[Given records Boundary: Start]

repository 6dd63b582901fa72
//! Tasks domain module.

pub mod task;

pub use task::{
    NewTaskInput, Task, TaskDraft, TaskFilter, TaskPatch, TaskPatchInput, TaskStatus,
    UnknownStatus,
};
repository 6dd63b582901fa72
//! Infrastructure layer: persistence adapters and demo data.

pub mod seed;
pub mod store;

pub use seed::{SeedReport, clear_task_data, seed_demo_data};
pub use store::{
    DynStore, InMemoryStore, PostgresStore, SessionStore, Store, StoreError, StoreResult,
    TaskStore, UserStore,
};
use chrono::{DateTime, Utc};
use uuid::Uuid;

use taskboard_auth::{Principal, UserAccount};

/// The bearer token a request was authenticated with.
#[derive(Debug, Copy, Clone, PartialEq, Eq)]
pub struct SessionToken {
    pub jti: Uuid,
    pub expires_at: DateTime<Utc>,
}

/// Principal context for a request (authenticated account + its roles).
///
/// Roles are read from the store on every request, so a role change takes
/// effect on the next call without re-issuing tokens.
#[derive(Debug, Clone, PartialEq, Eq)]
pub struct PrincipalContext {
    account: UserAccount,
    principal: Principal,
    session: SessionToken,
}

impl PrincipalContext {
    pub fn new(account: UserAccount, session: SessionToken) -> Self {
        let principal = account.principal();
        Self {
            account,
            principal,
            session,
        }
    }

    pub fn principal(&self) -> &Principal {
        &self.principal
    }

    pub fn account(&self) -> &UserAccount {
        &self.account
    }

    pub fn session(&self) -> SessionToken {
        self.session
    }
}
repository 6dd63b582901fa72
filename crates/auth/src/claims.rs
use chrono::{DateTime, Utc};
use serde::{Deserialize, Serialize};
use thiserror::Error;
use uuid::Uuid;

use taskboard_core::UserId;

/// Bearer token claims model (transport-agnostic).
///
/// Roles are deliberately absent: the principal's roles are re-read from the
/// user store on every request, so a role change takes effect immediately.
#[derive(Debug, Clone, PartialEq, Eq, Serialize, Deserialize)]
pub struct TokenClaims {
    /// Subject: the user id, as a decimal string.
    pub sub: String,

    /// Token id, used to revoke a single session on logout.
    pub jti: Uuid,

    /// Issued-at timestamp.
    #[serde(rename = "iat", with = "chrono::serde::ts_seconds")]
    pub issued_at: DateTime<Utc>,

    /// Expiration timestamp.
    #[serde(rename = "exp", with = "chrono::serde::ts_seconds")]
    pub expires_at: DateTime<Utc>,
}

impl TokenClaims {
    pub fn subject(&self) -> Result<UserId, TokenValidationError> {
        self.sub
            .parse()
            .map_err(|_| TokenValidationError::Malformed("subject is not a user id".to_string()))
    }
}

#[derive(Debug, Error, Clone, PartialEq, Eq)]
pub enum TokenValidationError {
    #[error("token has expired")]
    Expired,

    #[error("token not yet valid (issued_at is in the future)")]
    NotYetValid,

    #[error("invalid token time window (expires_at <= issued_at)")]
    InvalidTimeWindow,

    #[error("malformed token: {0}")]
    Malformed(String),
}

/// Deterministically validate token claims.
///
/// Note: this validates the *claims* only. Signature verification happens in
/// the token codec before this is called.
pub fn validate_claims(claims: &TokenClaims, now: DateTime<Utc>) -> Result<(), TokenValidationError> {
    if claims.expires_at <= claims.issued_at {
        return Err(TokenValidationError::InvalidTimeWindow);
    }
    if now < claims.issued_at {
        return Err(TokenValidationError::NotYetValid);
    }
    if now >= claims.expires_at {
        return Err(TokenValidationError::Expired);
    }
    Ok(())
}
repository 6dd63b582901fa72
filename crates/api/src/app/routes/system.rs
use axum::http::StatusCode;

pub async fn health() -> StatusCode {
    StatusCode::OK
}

[Given records Boundary: End]
[Given records Boundary: Start]

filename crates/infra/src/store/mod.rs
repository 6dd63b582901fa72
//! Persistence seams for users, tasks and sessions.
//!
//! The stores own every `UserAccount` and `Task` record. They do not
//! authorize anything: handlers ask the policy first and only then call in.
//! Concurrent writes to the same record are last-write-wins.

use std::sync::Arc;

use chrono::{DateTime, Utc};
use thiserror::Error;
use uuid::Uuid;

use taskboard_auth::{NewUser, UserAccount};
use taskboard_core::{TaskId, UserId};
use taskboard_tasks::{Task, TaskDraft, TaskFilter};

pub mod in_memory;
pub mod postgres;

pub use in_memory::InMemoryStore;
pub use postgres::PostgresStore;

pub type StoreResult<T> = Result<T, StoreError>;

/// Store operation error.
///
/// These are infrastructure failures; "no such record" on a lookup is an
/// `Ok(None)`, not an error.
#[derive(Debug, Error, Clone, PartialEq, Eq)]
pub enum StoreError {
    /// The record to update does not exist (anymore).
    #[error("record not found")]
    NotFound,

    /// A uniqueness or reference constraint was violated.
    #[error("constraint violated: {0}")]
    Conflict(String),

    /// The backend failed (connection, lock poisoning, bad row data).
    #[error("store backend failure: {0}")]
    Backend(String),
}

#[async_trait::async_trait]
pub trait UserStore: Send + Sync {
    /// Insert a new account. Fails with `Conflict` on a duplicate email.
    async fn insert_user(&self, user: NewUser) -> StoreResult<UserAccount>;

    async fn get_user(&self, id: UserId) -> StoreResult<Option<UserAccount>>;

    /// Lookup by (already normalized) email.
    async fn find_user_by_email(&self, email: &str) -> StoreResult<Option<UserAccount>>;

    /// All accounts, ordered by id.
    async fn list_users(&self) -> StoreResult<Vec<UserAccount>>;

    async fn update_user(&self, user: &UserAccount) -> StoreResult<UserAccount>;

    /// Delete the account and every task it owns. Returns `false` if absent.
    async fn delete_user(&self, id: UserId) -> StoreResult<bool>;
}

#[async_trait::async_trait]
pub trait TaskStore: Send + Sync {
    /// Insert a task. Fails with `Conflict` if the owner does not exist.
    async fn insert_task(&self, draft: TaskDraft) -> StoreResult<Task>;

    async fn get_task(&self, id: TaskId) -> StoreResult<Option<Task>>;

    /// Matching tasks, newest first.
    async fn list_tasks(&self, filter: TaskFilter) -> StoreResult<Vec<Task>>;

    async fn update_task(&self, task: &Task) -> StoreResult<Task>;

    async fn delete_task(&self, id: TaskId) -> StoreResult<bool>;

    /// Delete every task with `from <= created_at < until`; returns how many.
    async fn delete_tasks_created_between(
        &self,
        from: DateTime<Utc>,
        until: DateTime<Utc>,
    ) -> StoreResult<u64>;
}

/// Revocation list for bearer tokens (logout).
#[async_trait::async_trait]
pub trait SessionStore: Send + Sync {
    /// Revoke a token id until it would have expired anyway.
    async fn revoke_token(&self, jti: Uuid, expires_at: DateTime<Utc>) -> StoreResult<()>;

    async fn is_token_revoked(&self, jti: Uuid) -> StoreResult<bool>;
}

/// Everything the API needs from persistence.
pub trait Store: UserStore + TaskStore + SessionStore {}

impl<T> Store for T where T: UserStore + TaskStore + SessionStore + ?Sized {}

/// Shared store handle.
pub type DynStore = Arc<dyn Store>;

[Given records Boundary: End]

* _Work order_: Using the records above, give the count of lines with the word "Send", and write nothing more.

* _Response to the exercise_: 3